▶ [Task directions]: As soon as the line containing "member into renewal." appears in the material below, start returning lines exactly, and end with the line containing "filename packages/telegram-rs/src/models.rs".
*** Opening Data to process ***
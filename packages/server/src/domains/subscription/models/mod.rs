pub mod user_record;

pub use user_record::{DraftRecord, SubscriptionStatus, UserRecord};
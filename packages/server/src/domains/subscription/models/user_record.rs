use anyhow::{anyhow, Result};
use chrono::{DateTime, NaiveDate, Utc};
use serde::{Deserialize, Serialize};
use sqlx::PgPool;
use std::fmt;
use std::str::FromStr;

use crate::common::UserId;

/// Where a subscriber is in the membership lifecycle.
///
/// "No record" is modelled as `Option<SubscriptionStatus>::None`, never as a variant.
#[derive(Debug, Clone, Copy, PartialEq, Eq, Hash, Serialize, Deserialize)]
#[serde(rename_all = "snake_case")]
pub enum SubscriptionStatus {
    PendingPayment,
    PendingApprovalNew,
    Active,
    Rejected,
    PendingRenewal,
    PendingApprovalRenewal,
    Expired,
}

impl SubscriptionStatus {
    pub const ALL: [SubscriptionStatus; 7] = [
        Self::PendingPayment,
        Self::PendingApprovalNew,
        Self::Active,
        Self::Rejected,
        Self::PendingRenewal,
        Self::PendingApprovalRenewal,
        Self::Expired,
    ];

    pub fn as_str(self) -> &'static str {
        match self {
            Self::PendingPayment => "pending_payment",
            Self::PendingApprovalNew => "pending_approval_new",
            Self::Active => "active",
            Self::Rejected => "rejected",
            Self::PendingRenewal => "pending_renewal",
            Self::PendingApprovalRenewal => "pending_approval_renewal",
            Self::Expired => "expired",
        }
    }

    /// Statuses in which `expires_at` must be null.
    pub fn clears_expiry(self) -> bool {
        matches!(
            self,
            Self::PendingPayment | Self::PendingApprovalNew | Self::Rejected
        )
    }
}

impl fmt::Display for SubscriptionStatus {
    fn fmt(&self, f: &mut fmt::Formatter<'_>) -> fmt::Result {
        f.write_str(self.as_str())
    }
}

impl FromStr for SubscriptionStatus {
    type Err = anyhow::Error;

    fn from_str(s: &str) -> Result<Self> {
        Self::ALL
            .into_iter()
            .find(|status| status.as_str() == s)
            .ok_or_else(|| anyhow!("unknown subscription status: {}", s))
    }
}

/// One subscriber. Never deleted: rejected and expired records stay for history.
#[derive(Debug, Clone, PartialEq, Serialize, Deserialize)]
pub struct UserRecord {
    pub user_id: UserId,
    pub display_name: String,
    pub email: String,
    pub birthday: NaiveDate,
    pub status: SubscriptionStatus,
    pub registered_at: DateTime<Utc>,
    pub expires_at: Option<DateTime<Utc>>,
}

/// Fields collected by the registration dialogue.
#[derive(Debug, Clone, PartialEq, Eq)]
pub struct DraftRecord {
    pub user_id: UserId,
    pub display_name: String,
    pub email: String,
    pub birthday: NaiveDate,
}

impl DraftRecord {
    /// The record a brand-new draft becomes.
    pub fn into_record(self, now: DateTime<Utc>) -> UserRecord {
        UserRecord {
            user_id: self.user_id,
            display_name: self.display_name,
            email: self.email,
            birthday: self.birthday,
            status: SubscriptionStatus::PendingPayment,
            registered_at: now,
            expires_at: None,
        }
    }
}

/// Raw row from the `subscribers` table; status is stored as text.
#[derive(sqlx::FromRow, Debug, Clone)]
struct SubscriberRow {
    user_id: i64,
    display_name: String,
    email: String,
    birthday: NaiveDate,
    status: String,
    registered_at: DateTime<Utc>,
    expires_at: Option<DateTime<Utc>>,
}

impl TryFrom<SubscriberRow> for UserRecord {
    type Error = anyhow::Error;

    fn try_from(row: SubscriberRow) -> Result<Self> {
        Ok(Self {
            user_id: UserId::new(row.user_id),
            display_name: row.display_name,
            email: row.email,
            birthday: row.birthday,
            status: row.status.parse()?,
            registered_at: row.registered_at,
            expires_at: row.expires_at,
        })
    }
}

fn into_record(row: Option<SubscriberRow>) -> Result<Option<UserRecord>> {
    row.map(UserRecord::try_from).transpose()
}

impl UserRecord {
    /// Find subscriber by user ID
    pub async fn find_by_id(user_id: UserId, pool: &PgPool) -> Result<Option<Self>> {
        let row = sqlx::query_as::<_, SubscriberRow>("SELECT * FROM subscribers WHERE user_id = $1")
            .bind(user_id)
            .fetch_optional(pool)
            .await?;
        into_record(row)
    }

    /// Insert a draft, or reset an existing record back to draft.
    ///
    /// The reset only happens when the stored status is one of `resettable`;
    /// otherwise nothing is written and `None` is returned. `registered_at`
    /// keeps its first value.
    pub async fn start_draft(
        draft: &DraftRecord,
        resettable: &[SubscriptionStatus],
        now: DateTime<Utc>,
        pool: &PgPool,
    ) -> Result<Option<Self>> {
        let resettable: Vec<&str> = resettable.iter().map(|s| s.as_str()).collect();

        let row = sqlx::query_as::<_, SubscriberRow>(
            "INSERT INTO subscribers (
                user_id,
                display_name,
                email,
                birthday,
                status,
                registered_at,
                expires_at
             )
             VALUES ($1, $2, $3, $4, $5, $6, NULL)
             ON CONFLICT (user_id) DO UPDATE SET
                display_name = EXCLUDED.display_name,
                email = EXCLUDED.email,
                birthday = EXCLUDED.birthday,
                status = EXCLUDED.status,
                expires_at = NULL
             WHERE subscribers.status = ANY($7)
             RETURNING *",
        )
        .bind(draft.user_id)
        .bind(&draft.display_name)
        .bind(&draft.email)
        .bind(draft.birthday)
        .bind(SubscriptionStatus::PendingPayment.as_str())
        .bind(now)
        .bind(&resettable)
        .fetch_optional(pool)
        .await?;
        into_record(row)
    }

    /// Move `user_id` from `expected` to `next`, atomically.
    ///
    /// Returns `None` when the stored status or expiry no longer match what the
    /// caller read.
    pub async fn compare_and_set(
        user_id: UserId,
        expected: SubscriptionStatus,
        expected_expires_at: Option<DateTime<Utc>>,
        next: SubscriptionStatus,
        expires_at: Option<DateTime<Utc>>,
        pool: &PgPool,
    ) -> Result<Option<Self>> {
        let row = sqlx::query_as::<_, SubscriberRow>(
            "UPDATE subscribers
             SET status = $3, expires_at = $4
             WHERE user_id = $1
               AND status = $2
               AND expires_at IS NOT DISTINCT FROM $5
             RETURNING *",
        )
        .bind(user_id)
        .bind(expected.as_str())
        .bind(next.as_str())
        .bind(expires_at)
        .bind(expected_expires_at)
        .fetch_optional(pool)
        .await?;
        into_record(row)
    }

    /// Active subscribers whose expiry is on or before `threshold`.
    pub async fn find_expiring_by(
        threshold: DateTime<Utc>,
        pool: &PgPool,
    ) -> Result<Vec<(UserId, DateTime<Utc>)>> {
        let rows = sqlx::query_as::<_, (i64, DateTime<Utc>)>(
            "SELECT user_id, expires_at
             FROM subscribers
             WHERE status = 'active' AND expires_at <= $1
             ORDER BY expires_at",
        )
        .bind(threshold)
        .fetch_all(pool)
        .await?;

        Ok(rows
            .into_iter()
            .map(|(id, expires_at)| (UserId::new(id), expires_at))
            .collect())
    }

    /// Active subscribers whose expiry has already passed.
    pub async fn find_expired_before(
        now: DateTime<Utc>,
        pool: &PgPool,
    ) -> Result<Vec<(UserId, String)>> {
        let rows = sqlx::query_as::<_, (i64, String)>(
            "SELECT user_id, display_name
             FROM subscribers
             WHERE status = 'active' AND expires_at < $1
             ORDER BY expires_at",
        )
        .bind(now)
        .fetch_all(pool)
        .await?;

        Ok(rows
            .into_iter()
            .map(|(id, name)| (UserId::new(id), name))
            .collect())
    }

    /// Subscribers of any status whose birthday falls on `month`/`day`.
    pub async fn find_birthdays(month: u32, day: u32, pool: &PgPool) -> Result<Vec<(UserId, String)>> {
        let rows = sqlx::query_as::<_, (i64, String)>(
            "SELECT user_id, display_name
             FROM subscribers
             WHERE EXTRACT(MONTH FROM birthday) = $1
               AND EXTRACT(DAY FROM birthday) = $2",
        )
        .bind(month as i32)
        .bind(day as i32)
        .fetch_all(pool)
        .await?;

        Ok(rows
            .into_iter()
            .map(|(id, name)| (UserId::new(id), name))
            .collect())
    }
}
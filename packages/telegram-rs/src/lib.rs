// Minimal Telegram Bot API client: just the methods the membership bot calls.
// https://core.telegram.org/bots/api

pub mod models;

use reqwest::Client;
use serde::de::DeserializeOwned;
use serde_json::{json, Value};
use std::time::Duration;

pub use crate::models::{
    ApiResponse, CallbackQuery, Chat, ChatInviteLink, Message, ReplyMarkup, Update, User,
};

const API_BASE: &str = "https://api.telegram.org";

/// Deadline for a single Bot API call.
pub const DEFAULT_REQUEST_TIMEOUT: Duration = Duration::from_secs(30);

#[derive(Debug, thiserror::Error)]
pub enum TelegramError {
    #[error("request to Telegram failed: {0}")]
    Http(#[from] reqwest::Error),

    #[error("Telegram returned an error ({code}): {description}")]
    Api { code: i32, description: String },

    #[error("Telegram response had no result")]
    EmptyResult,
}

#[derive(Debug, Clone)]
pub struct TelegramOptions {
    pub token: String,
    /// Overrides the API host, used for local Bot API servers.
    pub base_url: Option<String>,
    /// Deadline for each call. Long polls get their poll timeout on top of it.
    pub request_timeout: Duration,
}

impl TelegramOptions {
    pub fn new(token: impl Into<String>) -> Self {
        Self {
            token: token.into(),
            base_url: None,
            request_timeout: DEFAULT_REQUEST_TIMEOUT,
        }
    }
}

#[derive(Debug, Clone)]
pub struct TelegramService {
    options: TelegramOptions,
    client: Client,
}

impl TelegramService {
    pub fn new(options: TelegramOptions) -> Result<Self, TelegramError> {
        let client = Client::builder().timeout(options.request_timeout).build()?;

        Ok(Self { options, client })
    }

    fn method_url(&self, method: &str) -> String {
        let base = self.options.base_url.as_deref().unwrap_or(API_BASE);
        format!("{}/bot{}/{}", base, self.options.token, method)
    }

    async fn call<T: DeserializeOwned>(&self, method: &str, body: Value) -> Result<T, TelegramError> {
        self.call_within(method, body, self.options.request_timeout).await
    }

    async fn call_within<T: DeserializeOwned>(
        &self,
        method: &str,
        body: Value,
        timeout: Duration,
    ) -> Result<T, TelegramError> {
        let response = self
            .client
            .post(self.method_url(method))
            .timeout(timeout)
            .json(&body)
            .send()
            .await?;

        let envelope = response.json::<ApiResponse<T>>().await?;
        if !envelope.ok {
            return Err(TelegramError::Api {
                code: envelope.error_code.unwrap_or_default(),
                description: envelope.description.unwrap_or_default(),
            });
        }

        envelope.result.ok_or(TelegramError::EmptyResult)
    }

    pub async fn send_message(
        &self,
        chat_id: i64,
        text: &str,
        reply_markup: Option<&ReplyMarkup>,
    ) -> Result<Message, TelegramError> {
        let mut body = json!({ "chat_id": chat_id, "text": text });
        if let Some(markup) = reply_markup {
            body["reply_markup"] = serde_json::to_value(markup).unwrap_or(Value::Null);
        }
        self.call("sendMessage", body).await
    }

    pub async fn forward_message(
        &self,
        chat_id: i64,
        from_chat_id: i64,
        message_id: i64,
    ) -> Result<Message, TelegramError> {
        self.call(
            "forwardMessage",
            json!({
                "chat_id": chat_id,
                "from_chat_id": from_chat_id,
                "message_id": message_id,
            }),
        )
        .await
    }

    pub async fn edit_message_text(
        &self,
        chat_id: i64,
        message_id: i64,
        text: &str,
    ) -> Result<Value, TelegramError> {
        self.call(
            "editMessageText",
            json!({ "chat_id": chat_id, "message_id": message_id, "text": text }),
        )
        .await
    }

    pub async fn answer_callback_query(&self, callback_query_id: &str) -> Result<bool, TelegramError> {
        self.call(
            "answerCallbackQuery",
            json!({ "callback_query_id": callback_query_id }),
        )
        .await
    }

    pub async fn ban_chat_member(&self, chat_id: i64, user_id: i64) -> Result<bool, TelegramError> {
        self.call(
            "banChatMember",
            json!({ "chat_id": chat_id, "user_id": user_id }),
        )
        .await
    }

    pub async fn unban_chat_member(&self, chat_id: i64, user_id: i64) -> Result<bool, TelegramError> {
        self.call(
            "unbanChatMember",
            json!({ "chat_id": chat_id, "user_id": user_id, "only_if_banned": true }),
        )
        .await
    }

    /// Create an invite link usable by `member_limit` users until `expire_date` (unix seconds).
    pub async fn create_chat_invite_link(
        &self,
        chat_id: i64,
        member_limit: i64,
        expire_date: i64,
    ) -> Result<ChatInviteLink, TelegramError> {
        self.call(
            "createChatInviteLink",
            json!({
                "chat_id": chat_id,
                "member_limit": member_limit,
                "expire_date": expire_date,
            }),
        )
        .await
    }

    /// Long-poll for updates after `offset`.
    pub async fn get_updates(
        &self,
        offset: Option<i64>,
        timeout_secs: u64,
    ) -> Result<Vec<Update>, TelegramError> {
        let mut body = json!({
            "timeout": timeout_secs,
            "allowed_updates": ["message", "callback_query"],
        });
        if let Some(offset) = offset {
            body["offset"] = json!(offset);
        }
        // Telegram holds the request open for up to `timeout_secs`
        let deadline = Duration::from_secs(timeout_secs) + self.options.request_timeout;
        self.call_within("getUpdates", body, deadline).await
    }
}

#[cfg(test)]
mod tests {
    use super::*;

    #[test]
    fn test_method_url_uses_custom_base() {
        let service = TelegramService::new(TelegramOptions {
            base_url: Some("http://localhost:8081".to_string()),
            ..TelegramOptions::new("123:abc")
        })
        .unwrap();

        assert_eq!(
            service.method_url("getMe"),
            "http://localhost:8081/bot123:abc/getMe"
        );
    }

    /// Accepts connections and never answers.
    async fn silent_server() -> (String, tokio::task::JoinHandle<()>) {
        let listener = tokio::net::TcpListener::bind("127.0.0.1:0").await.unwrap();
        let addr = listener.local_addr().unwrap();
        let handle = tokio::spawn(async move {
            let mut open = Vec::new();
            while let Ok((stream, _)) = listener.accept().await {
                open.push(stream);
            }
        });
        (format!("http://{}", addr), handle)
    }

    fn service_for(base_url: String, request_timeout: Duration) -> TelegramService {
        TelegramService::new(TelegramOptions {
            base_url: Some(base_url),
            request_timeout,
            ..TelegramOptions::new("123:abc")
        })
        .unwrap()
    }

    #[tokio::test]
    async fn test_stalled_call_times_out() {
        let (base_url, server) = silent_server().await;
        let service = service_for(base_url, Duration::from_millis(200));

        let started = std::time::Instant::now();
        let err = service.send_message(42, "hello", None).await.unwrap_err();

        match err {
            TelegramError::Http(e) => assert!(e.is_timeout()),
            other => panic!("expected timeout, got {:?}", other),
        }
        assert!(started.elapsed() < Duration::from_secs(5));
        server.abort();
    }

    #[tokio::test]
    async fn test_long_poll_waits_past_request_timeout() {
        let (base_url, server) = silent_server().await;
        let service = service_for(base_url, Duration::from_millis(200));

        let started = std::time::Instant::now();
        let err = service.get_updates(None, 1).await.unwrap_err();

        assert!(matches!(err, TelegramError::Http(ref e) if e.is_timeout()));
        assert!(started.elapsed() >= Duration::from_secs(1));
        server.abort();
    }

    #[test]
    fn test_default_options() {
        let options = TelegramOptions::new("t");

        assert_eq!(options.request_timeout, DEFAULT_REQUEST_TIMEOUT);
        assert!(options.base_url.is_none());
    }

    #[test]
    fn test_error_envelope_deserializes() {
        let raw = r#"{"ok": false, "error_code": 403, "description": "Forbidden: bot was blocked by the user"}"#;
        let envelope: ApiResponse<Message> = serde_json::from_str(raw).unwrap();

        assert!(!envelope.ok);
        assert_eq!(envelope.error_code, Some(403));
        assert!(envelope.result.is_none());
    }
}
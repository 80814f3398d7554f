//! Kernel module - server infrastructure and dependencies.

pub mod deps;
pub mod scheduled_tasks;
pub mod test_dependencies;
pub mod timers;
pub mod traits;

pub use deps::{PgRecordStore, ServerDeps, TelegramAdapter};
pub use scheduled_tasks::start_scheduler;
pub use test_dependencies::TestDependencies;
pub use timers::TimerRegistry;
pub use traits::*;
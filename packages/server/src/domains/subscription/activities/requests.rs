//! Subscriber-initiated requests: payment proofs and renewals

use chrono::{DateTime, Utc};
use tracing::{error, info};

use crate::common::{SubscriptionError, UserId};
use crate::domains::approval::DecisionKind;
use crate::domains::subscription::activities::transition::transition;
use crate::domains::subscription::machines::Trigger;
use crate::domains::subscription::models::{SubscriptionStatus, UserRecord};
use crate::kernel::{ProofSubmission, ServerDeps};

/// What happened to a submitted proof.
#[derive(Debug, Clone, PartialEq, Eq)]
pub struct ProofReceipt {
    pub kind: DecisionKind,
    /// False when the status moved but the admin never got the proof.
    pub forwarded: bool,
}

/// Accept a payment proof from a subscriber.
///
/// The status moves first; the proof is forwarded afterwards so the admin
/// never sees buttons for a request the record does not reflect.
pub async fn submit_proof(
    user_id: UserId,
    message_id: i64,
    now: DateTime<Utc>,
    deps: &ServerDeps,
) -> Result<ProofReceipt, SubscriptionError> {
    let record = transition(user_id, Trigger::ProofSubmitted, now, deps).await?;

    let kind = match record.status {
        SubscriptionStatus::PendingApprovalRenewal => DecisionKind::Renewal,
        _ => DecisionKind::New,
    };

    let proof = ProofSubmission {
        user_id,
        display_name: record.display_name,
        email: record.email,
        kind,
        message_id,
    };

    let forwarded = match deps.notifier.forward_proof_to_admin(&proof).await {
        Ok(()) => {
            info!(user_id = %user_id, kind = kind.as_str(), "Proof forwarded to admin");
            true
        }
        Err(e) => {
            error!(user_id = %user_id, kind = kind.as_str(), error = %e, "Failed to forward proof to admin");
            false
        }
    };

    Ok(ProofReceipt { kind, forwarded })
}

/// Move an active or expired member into renewal.
pub async fn request_renewal(
    user_id: UserId,
    now: DateTime<Utc>,
    deps: &ServerDeps,
) -> Result<UserRecord, SubscriptionError> {
    transition(user_id, Trigger::RequestRenewal, now, deps).await
}
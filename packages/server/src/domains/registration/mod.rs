//! Registration domain - the dialogue that turns a visitor into a draft

pub mod activities;
pub mod dialogue;
pub mod sessions;

pub use dialogue::{Dialogue, DialogueReply, DialogueStep, CONFIRM_NO, CONFIRM_YES};
pub use sessions::RegistrationSessions;
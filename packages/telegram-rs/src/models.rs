use serde::{Deserialize, Serialize};

/// Envelope every Bot API method responds with.
#[derive(Debug, Deserialize)]
pub struct ApiResponse<T> {
    pub ok: bool,
    pub result: Option<T>,
    pub description: Option<String>,
    pub error_code: Option<i32>,
}

#[derive(Debug, Clone, Deserialize)]
pub struct Update {
    pub update_id: i64,
    pub message: Option<Message>,
    pub edited_message: Option<Message>,
    pub callback_query: Option<CallbackQuery>,
}

#[derive(Debug, Clone, Deserialize)]
pub struct Message {
    pub message_id: i64,
    pub from: Option<User>,
    pub chat: Chat,
    pub date: i64,
    pub text: Option<String>,
    pub photo: Option<Vec<PhotoSize>>,
}

impl Message {
    pub fn has_photo(&self) -> bool {
        self.photo.as_ref().is_some_and(|sizes| !sizes.is_empty())
    }
}

#[derive(Debug, Clone, Deserialize)]
pub struct User {
    pub id: i64,
    pub is_bot: bool,
    pub first_name: String,
    pub username: Option<String>,
}

#[derive(Debug, Clone, Deserialize)]
pub struct Chat {
    pub id: i64,
    #[serde(rename = "type")]
    pub kind: String,
}

impl Chat {
    pub fn is_private(&self) -> bool {
        self.kind == "private"
    }
}

#[derive(Debug, Clone, Deserialize)]
pub struct PhotoSize {
    pub file_id: String,
    pub width: i64,
    pub height: i64,
}

#[derive(Debug, Clone, Deserialize)]
pub struct CallbackQuery {
    pub id: String,
    pub from: User,
    pub message: Option<Message>,
    pub data: Option<String>,
}

#[derive(Debug, Clone, Deserialize)]
pub struct ChatInviteLink {
    pub invite_link: String,
    pub member_limit: Option<i64>,
    pub expire_date: Option<i64>,
}

#[derive(Debug, Clone, Serialize)]
pub struct InlineKeyboardButton {
    pub text: String,
    pub callback_data: String,
}

#[derive(Debug, Clone, Serialize)]
pub struct KeyboardButton {
    pub text: String,
}

/// The subset of reply markups the bot sends.
#[derive(Debug, Clone, Serialize)]
#[serde(untagged)]
pub enum ReplyMarkup {
    Inline {
        inline_keyboard: Vec<Vec<InlineKeyboardButton>>,
    },
    Keyboard {
        keyboard: Vec<Vec<KeyboardButton>>,
        one_time_keyboard: bool,
        resize_keyboard: bool,
    },
    Remove {
        remove_keyboard: bool,
    },
}

impl ReplyMarkup {
    pub fn inline(rows: Vec<Vec<(String, String)>>) -> Self {
        ReplyMarkup::Inline {
            inline_keyboard: rows
                .into_iter()
                .map(|row| {
                    row.into_iter()
                        .map(|(text, callback_data)| InlineKeyboardButton {
                            text,
                            callback_data,
                        })
                        .collect()
                })
                .collect(),
        }
    }

    pub fn one_time_keyboard(rows: Vec<Vec<String>>) -> Self {
        ReplyMarkup::Keyboard {
            keyboard: rows
                .into_iter()
                .map(|row| row.into_iter().map(|text| KeyboardButton { text }).collect())
                .collect(),
            one_time_keyboard: true,
            resize_keyboard: true,
        }
    }

    pub fn remove() -> Self {
        ReplyMarkup::Remove {
            remove_keyboard: true,
        }
    }
}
*** Closing Data to process ***
▶ [Answer to the exercise]:
/// Move an active or expired member into renewal.
pub async fn request_renewal(
    user_id: UserId,
    now: DateTime<Utc>,
    deps: &ServerDeps,
) -> Result<UserRecord, SubscriptionError> {
    transition(user_id, Trigger::RequestRenewal, now, deps).await
}
filename packages/server/src/domains/registration/mod.rs
//! Registration domain - the dialogue that turns a visitor into a draft

pub mod activities;
pub mod dialogue;
pub mod sessions;

pub use dialogue::{Dialogue, DialogueReply, DialogueStep, CONFIRM_NO, CONFIRM_YES};
pub use sessions::RegistrationSessions;
filename packages/telegram-rs/src/models.rs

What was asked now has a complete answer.